O potrebbe essere stato uno che era stato costruito o ridedicato per placare i morti quando fu scoperto un antico luogo di sepoltura, senza che il dio del defunto fosse noto. Sarebbe un gesto tipicamente ateniese.

Se "a un dio sconosciuto" (singolare) fosse l'interpretazione di Paolo di tali altari, in considerazione del fatto che voleva sottolineare che parlava solo di un Dio, o se avesse effettivamente visto quella frase esatta su un altare per uno dei le ragioni citate, non abbiamo modo di dirle. Ma in entrambi i casi il suo approccio enfatizzava l'unicità del Dio di cui parlava e la loro stessa ignoranza, e non c'è motivo di suggerire che stia inventando di aver visto una tale iscrizione.

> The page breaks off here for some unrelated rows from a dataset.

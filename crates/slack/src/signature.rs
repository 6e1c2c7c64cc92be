//! Inbound request verification.
//!
//! Slack proves a request's origin either with the legacy verification token carried inside the
//! payload, or with an `X-Slack-Signature` HMAC over `v0:<timestamp>:<body>`. Every configured
//! mechanism must pass.

use std::time::{SystemTime, UNIX_EPOCH};

use hmac::{Hmac, Mac};
use secrecy::{ExposeSecret, SecretString};
use sha2::Sha256;
use subtle::ConstantTimeEq;
use thiserror::Error;

pub const SIGNATURE_HEADER: &str = "x-slack-signature";
pub const TIMESTAMP_HEADER: &str = "x-slack-request-timestamp";

/// Maximum age of a signed request, in seconds.
pub const MAX_REQUEST_AGE_SECS: u64 = 300;
const MAX_CLOCK_SKEW_SECS: u64 = 60;

#[derive(Clone, Debug, Error, PartialEq, Eq)]
pub enum VerificationError {
    #[error("no verification token or signing secret is configured")]
    NotConfigured,
    #[error("missing `{0}`")]
    Missing(&'static str),
    #[error("request timestamp `{0}` is not a unix timestamp")]
    InvalidTimestamp(String),
    #[error("request timestamp is outside the accepted window")]
    StaleTimestamp,
    #[error("request signature does not match")]
    SignatureMismatch,
    #[error("verification token does not match")]
    TokenMismatch,
    #[error("signing secret cannot be used as an HMAC key")]
    InvalidSecret,
}

/// The parts of an inbound request that carry proof of origin.
#[derive(Clone, Copy, Debug, Default)]
pub struct RequestProof<'a> {
    pub timestamp: Option<&'a str>,
    pub signature: Option<&'a str>,
    pub body: &'a [u8],
    pub token: Option<&'a str>,
}

#[derive(Clone, Debug)]
pub struct RequestVerifier {
    verification_token: Option<SecretString>,
    signing_secret: Option<SecretString>,
}

impl RequestVerifier {
    pub fn new(verification_token: Option<SecretString>, signing_secret: Option<SecretString>) -> Self {
        let present = |secret: Option<SecretString>| {
            secret.filter(|value| !value.expose_secret().trim().is_empty())
        };
        Self {
            verification_token: present(verification_token),
            signing_secret: present(signing_secret),
        }
    }

    pub fn verify(&self, proof: &RequestProof<'_>) -> Result<(), VerificationError> {
        self.verify_at(proof, unix_now())
    }

    pub fn verify_at(&self, proof: &RequestProof<'_>, now_secs: u64) -> Result<(), VerificationError> {
        self.verify_signature_at(proof, now_secs)?;
        self.verify_token(proof.token)
    }

    /// Checks only the header signature, which needs nothing but the headers and the raw body.
    pub fn verify_signature(&self, proof: &RequestProof<'_>) -> Result<(), VerificationError> {
        self.verify_signature_at(proof, unix_now())
    }

    pub fn verify_signature_at(
        &self,
        proof: &RequestProof<'_>,
        now_secs: u64,
    ) -> Result<(), VerificationError> {
        if self.verification_token.is_none() && self.signing_secret.is_none() {
            return Err(VerificationError::NotConfigured);
        }
        match &self.signing_secret {
            Some(secret) => check_signature(secret, proof, now_secs),
            None => Ok(()),
        }
    }

    /// Checks the payload token when one is configured. Compared in constant time.
    pub fn verify_token(&self, token: Option<&str>) -> Result<(), VerificationError> {
        let Some(expected) = &self.verification_token else {
            return Ok(());
        };
        let token = token.ok_or(VerificationError::Missing("token"))?;
        if bool::from(token.as_bytes().ct_eq(expected.expose_secret().as_bytes())) {
            Ok(())
        } else {
            Err(VerificationError::TokenMismatch)
        }
    }

    pub fn expects_token(&self) -> bool {
        self.verification_token.is_some()
    }
}

fn unix_now() -> u64 {
    SystemTime::now().duration_since(UNIX_EPOCH).map(|d| d.as_secs()).unwrap_or(0)
}

fn check_signature(
    secret: &SecretString,
    proof: &RequestProof<'_>,
    now_secs: u64,
) -> Result<(), VerificationError> {
    let timestamp = proof.timestamp.ok_or(VerificationError::Missing(TIMESTAMP_HEADER))?;
    let signature = proof.signature.ok_or(VerificationError::Missing(SIGNATURE_HEADER))?;

    let sent_at: u64 = timestamp
        .trim()
        .parse()
        .map_err(|_| VerificationError::InvalidTimestamp(timestamp.to_owned()))?;
    if now_secs.saturating_sub(sent_at) > MAX_REQUEST_AGE_SECS
        || sent_at > now_secs + MAX_CLOCK_SKEW_SECS
    {
        return Err(VerificationError::StaleTimestamp);
    }

    let provided = signature
        .strip_prefix("v0=")
        .and_then(|digest| hex::decode(digest).ok())
        .ok_or(VerificationError::SignatureMismatch)?;
    signing_mac(secret.expose_secret(), timestamp, proof.body)?
        .verify_slice(&provided)
        .map_err(|_| VerificationError::SignatureMismatch)
}

fn signing_mac(secret: &str, timestamp: &str, body: &[u8]) -> Result<Hmac<Sha256>, VerificationError> {
    let mut mac = Hmac::<Sha256>::new_from_slice(secret.as_bytes())
        .map_err(|_| VerificationError::InvalidSecret)?;
    mac.update(b"v0:");
    mac.update(timestamp.as_bytes());
    mac.update(b":");
    mac.update(body);
    Ok(mac)
}

/// `v0=<hex digest>` for the given request parts.
pub fn compute_signature(
    secret: &str,
    timestamp: &str,
    body: &[u8],
) -> Result<String, VerificationError> {
    let digest = signing_mac(secret, timestamp, body)?.finalize().into_bytes();
    Ok(format!("v0={}", hex::encode(digest)))
}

Si riferisce ad esso perché non voleva che pensassero che stava portando ad Atene qualcosa di totalmente nuovo. Stava, ha detto, nella sua predicazione colmando il vuoto che ammettevano di avere nella loro conoscenza.

L'uso di questa idea del "dio sconosciuto" in una certa misura piacerebbe a tutti i suoi ascoltatori. Gli idolatri sarebbero stati attirati dal fatto che offrivano tale culto, o almeno lo permettevano, gli epicurei perché consideravano tutti gli dei come inconoscibili, e gli stoici perché potevano benissimo essere d'accordo sul fatto che la Ragione eterna fosse "sconosciuta". ' e che stavano cercando di conoscerlo. Così tutti in un modo o nell'altro credevano in un 'Dio sconosciuto'.